Polystyrene Foam Prohibition on City Property
Polystyrene foam, commonly known as "Styrofoam", is not easily recyclable and is a common source of plastic pollution on the City's parks and beaches. Polystyrene foam easily breaks down into smaller pieces, creating micro-plastic pollution which impacts wildlife and human health.
What is prohibited?
Polystyrene foam food ware items including but not limited to plates, cups, bowls, take-out containers, and coolers.
To whom does the prohibition apply?
- All individuals on City property are DISCOURAGED from using polystyrene foam.
- Temporary vendors selling or distributing food on City property are PROHIBITED from selling or distributing food in polystyrene foam.
- Special event permits and facility rental agreements PROHIBIT the use and distribution of polystyrene foam.
Alternatives to Polystyrene Foam
- Bagasse is a dry fibrous plant material usually left over from the processing of a commercial crop such as sugarcane. Bagasse products sometimes appear brown in color though are sometimes bleached white. Products made of this material tend to be thinner than polystyrene foam products.
- Like bagasse, wheatstraw products are made from the byproduct of a commercial crop, in this case the stalks of wheat after grain has been extracted. Wheatstraw products are similar in appearance to bagasse products.
- Fiber products are made from paper derived from trees. Unlike bagasse and wheatstraw these products do not appear similar to foam, but are usually smooth.
Disposal: Biodegradable food ware can be composted unless it is coated in plastic. When coated in plastic these items should be discarded in the trash.
- Compostable plastics including Polylactic acid (PLA) typicaly show the #7 in the chasing arrow recycling symbol.
- Polyethylene terephthalate (PET) are typically labelled as #1 in the chasing arrow recycling symbol.

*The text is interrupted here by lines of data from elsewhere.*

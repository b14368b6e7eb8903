//! Lineage count series recorded during counting runs.

use serde::{Deserialize, Serialize};
use std::path::Path;

/// Per-step totals of the two lineages, appended after each counted step.
#[derive(Debug, Clone, Default, PartialEq, Eq, Serialize, Deserialize)]
pub struct Counters {
    /// Stem-like cell totals, one entry per counted step.
    pub stc: Vec<usize>,
    /// Regular cell totals, one entry per counted step.
    pub rtc: Vec<usize>,
}

impl Counters {
    pub fn new() -> Self {
        Self::default()
    }

    /// Append the totals for one step.
    pub fn record(&mut self, stc: usize, rtc: usize) {
        self.stc.push(stc);
        self.rtc.push(rtc);
    }

    /// Number of counted steps.
    pub fn len(&self) -> usize {
        self.stc.len()
    }

    pub fn is_empty(&self) -> bool {
        self.stc.is_empty()
    }

    pub fn clear(&mut self) {
        self.stc.clear();
        self.rtc.clear();
    }

    /// Totals from the most recent counted step.
    pub fn latest(&self) -> Option<(usize, usize)> {
        match (self.stc.last(), self.rtc.last()) {
            (Some(&stc), Some(&rtc)) => Some((stc, rtc)),
            _ => None,
        }
    }

    /// Save the series to a JSON file
    pub fn save_json<P: AsRef<Path>>(&self, path: P) -> std::io::Result<()> {
        let json = serde_json::to_string_pretty(self)?;
        std::fs::write(path, json)
    }

    /// Load series from a JSON file
    pub fn load_json<P: AsRef<Path>>(path: P) -> std::io::Result<Self> {
        let json = std::fs::read_to_string(path)?;
        serde_json::from_str(&json)
            .map_err(|e| std::io::Error::new(std::io::ErrorKind::InvalidData, e))
    }
}

#[cfg(test)]
mod tests {
    use super::*;

    #[test]
    fn record_and_latest() {
        let mut counters = Counters::new();
        assert!(counters.is_empty());
        assert_eq!(counters.latest(), None);

        counters.record(1, 0);
        counters.record(2, 13);

        assert_eq!(counters.len(), 2);
        assert_eq!(counters.latest(), Some((2, 13)));
        assert_eq!(counters.stc, vec![1, 2]);
        assert_eq!(counters.rtc, vec![0, 13]);
    }

    #[test]
    fn json_roundtrip() {
        let mut counters = Counters::new();
        for i in 0..5 {
            counters.record(i, i * 10);
        }

        let path = std::env::temp_dir().join("oncogrid_counters_test.json");
        counters.save_json(&path).unwrap();
        let loaded = Counters::load_json(&path).unwrap();
        std::fs::remove_file(&path).ok();

        assert_eq!(counters, loaded);
    }
}
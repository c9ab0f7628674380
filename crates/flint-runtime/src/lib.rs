//! Flint execution core
//!
//! This library provides the execution layer of the Flint language:
//! - Bytecode chunks (instruction stream, line table, constant pool)
//! - Lexical analysis (pull-based scanner over borrowed source text)
//! - A stack-based virtual machine
//!
//! The parser/compiler that turns tokens into chunks is a separate
//! component; this crate consumes populated chunks and produces tokens.

/// Flint runtime version
pub const VERSION: &str = env!("CARGO_PKG_VERSION");

// Public API modules
pub mod bytecode;
pub mod lexer;
pub mod token;
pub mod value;
pub mod vm;

// Re-export commonly used types
pub use bytecode::{disassemble, Chunk, ChunkError, Instruction, Opcode};
pub use lexer::Scanner;
pub use token::{Token, TokenKind};
pub use value::{RuntimeError, Value};
pub use vm::{VM, STACK_MAX};
//! Bytecode instruction set

/// Bytecode opcode
///
/// Stack-based VM with explicit byte values for serialization.
/// Operands are encoded inline after the opcode byte.
#[repr(u8)]
#[derive(Debug, Clone, Copy, PartialEq, Eq)]
pub enum Opcode {
    // ===== Constants (0x01-0x0F) =====
    /// Push constant from pool [u8 index]
    Constant = 0x01,
    /// Push constant from pool [u24 big-endian index]
    ConstantLong = 0x02,

    // ===== Arithmetic (0x20-0x2F) =====
    /// Pop b, pop a, push a + b
    Add = 0x20,
    /// Pop b, pop a, push a - b
    Sub = 0x21,
    /// Pop b, pop a, push a * b
    Mul = 0x22,
    /// Pop b, pop a, push a / b
    Div = 0x23,
    /// Pop a, push -a
    Negate = 0x24,

    // ===== Special (0xF0-0xFF) =====
    /// Halt interpretation, signaling success
    Return = 0xFF,
}

impl TryFrom<u8> for Opcode {
    type Error = ();

    fn try_from(byte: u8) -> Result<Self, Self::Error> {
        match byte {
            0x01 => Ok(Opcode::Constant),
            0x02 => Ok(Opcode::ConstantLong),
            0x20 => Ok(Opcode::Add),
            0x21 => Ok(Opcode::Sub),
            0x22 => Ok(Opcode::Mul),
            0x23 => Ok(Opcode::Div),
            0x24 => Ok(Opcode::Negate),
            0xFF => Ok(Opcode::Return),
            _ => Err(()),
        }
    }
}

- Polypropylene #5 are typically labelled as #5 in the chasing arrow recycling symbol.
Disposal: Plastics can be recycled in the blue recycling bins. Containers should be empty but they do not need to be washed or have labels removed. Compostable plastics are typically only compostable in industrial systems and not in backyard bins and thus should be recycled or thrown away.
Where can I buy alternative products?
As a result of changing consumer demand, alternatives to polystyrene foam are now readily available in most places where disposable food ware can be purchased, including grocery and party stores.
Polystyrene foam products are prohibited for temporary vendors on City property by Ordinance No. 5580. Polystyrene foam products are prohibited for special events, facility rentals, and other users of City facilities by regulations in permits and agreements with the City.